In this study, a natural polymer, chitosan (CS) has been converted through modified procedures to produce a water-soluble nontoxic form that has been evaluated as a novel potential antitumor drug. CS was carboxymethylated and then further modified in mild aqueous medium via graft copolymerization using a new simple and reproducible method. The synthesized new derivative of carboxymethylated CS (DCMC) was fully characterized by numerous techniques including Fourier transform infrared spectroscopy (FT-IR), elemental analyzer (EA), scanning electron microscopy (SEM), two-dimensional wide-angle X-ray scattering (2D-WAXS), and differential scanning calorimetry (DSC).
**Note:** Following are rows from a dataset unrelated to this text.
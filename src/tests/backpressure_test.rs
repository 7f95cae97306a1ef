use crate::mlog::Mutation;
use crate::tests::harness::{test_config, TestServer};
use crate::types::KeyRange;
use std::sync::atomic::Ordering;
use tempfile::tempdir;

/// Writes outpace the durability loop; the pipeline must stall at the
/// queue ceiling, keep serving reads, and resume once the loop drains.
#[tokio::test]
async fn queue_ceiling_stalls_and_recovers() {
    let root = tempdir().unwrap();
    let mut cfg = test_config();
    cfg.queue_hard_bytes = 16 * 1024;
    cfg.queue_overage_bytes = 4 * 1024;
    cfg.durability_interval = std::time::Duration::from_millis(50);
    let t = TestServer::open_with(
        root.path().join("store"),
        cfg.clone(),
        crate::logsys::MemoryLog::new(),
        crate::peer::EmptyPeer::new(),
        std::sync::Arc::new(std::sync::atomic::AtomicU64::new(0)),
    )
    .await;
    t.assign(&KeyRange::new(b"a", b"z")).await;

    // flood the log without waiting for the pipeline
    let payload = vec![9u8; 512];
    let mut last_version = 0;
    for i in 0..200u32 {
        last_version = t.next_version();
        t.log.push(
            last_version,
            vec![Mutation::set(format!("flood{:04}", i).as_bytes(), &payload)],
        );
    }

    let mut stalled = false;
    let ceiling = (cfg.queue_hard_bytes + cfg.queue_overage_bytes) as u64;
    for _ in 0..200 {
        let queue = t.server.counters.queue_bytes();
        // bounded memory: the queue never runs past ceiling plus one batch
        assert!(
            queue <= ceiling + 8 * 1024,
            "queue {} exceeded the brake ceiling {}",
            queue,
            ceiling
        );
        if t.server.current_version() < last_version && queue > cfg.queue_hard_bytes as u64 {
            stalled = true;
            // reads keep working at whatever version is current
            let rows = t.read_range(b"a", b"z").await.unwrap();
            assert!(!rows.is_empty());
        }
        if t.server.current_version() >= last_version {
            break;
        }
        tokio::time::sleep(std::time::Duration::from_millis(10)).await;
    }
    assert!(stalled, "the pipeline never hit the emergency brake");

    // consumption resumes once the durability loop catches up
    tokio::time::timeout(
        std::time::Duration::from_secs(30),
        t.server.version.when_at_least(last_version),
    )
    .await
    .expect("log consumption never resumed");
    assert!(t.server.counters.set_mutations.load(Ordering::Relaxed) >= 200);
    t.check_vm_invariants().await;
}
The anticancer activity of the DCMC was investigated using mice bearing Ehrlich ascites tumor cells (EAC) at different doses dissolved in isotonic saline. It has been found that treatment with DCMC significantly inhibited tumor growth in a dose-dependent manner. To better understand the molecular mechanism explaining the DCMC effect on cancer cells, we tested the response of EAC cells in vivo to DCMC using flow cytometry cell cycle analysis. The cell cycle analysis revealed a G2/M phase accumulation as well as a significant increase in sub-G1 phase cells after treatment with DCMC. This indicates an induction of apoptosis in EAC cells associated with a highly significant decrease in tumor volume. In general, our results indicated that the DCMC is a regulator of tumor cell growth and differentiation not only by causing G2/M cell cycle arrest but also inducing their apoptotic death. Moreover, the estimated hematological profile such as hemoglobin, RBCs, as well as WBCs counts revealed normal levels in mice treated with DCMC, indicating the possibility of using the DCMC in cancer chemotherapy without causing anemia like other drugs. Biochemical assays also revealed that treatment with DCMC has led to an augmentation of the antioxidant defense system without affecting lipid peroxidation in EAC-bearing mice.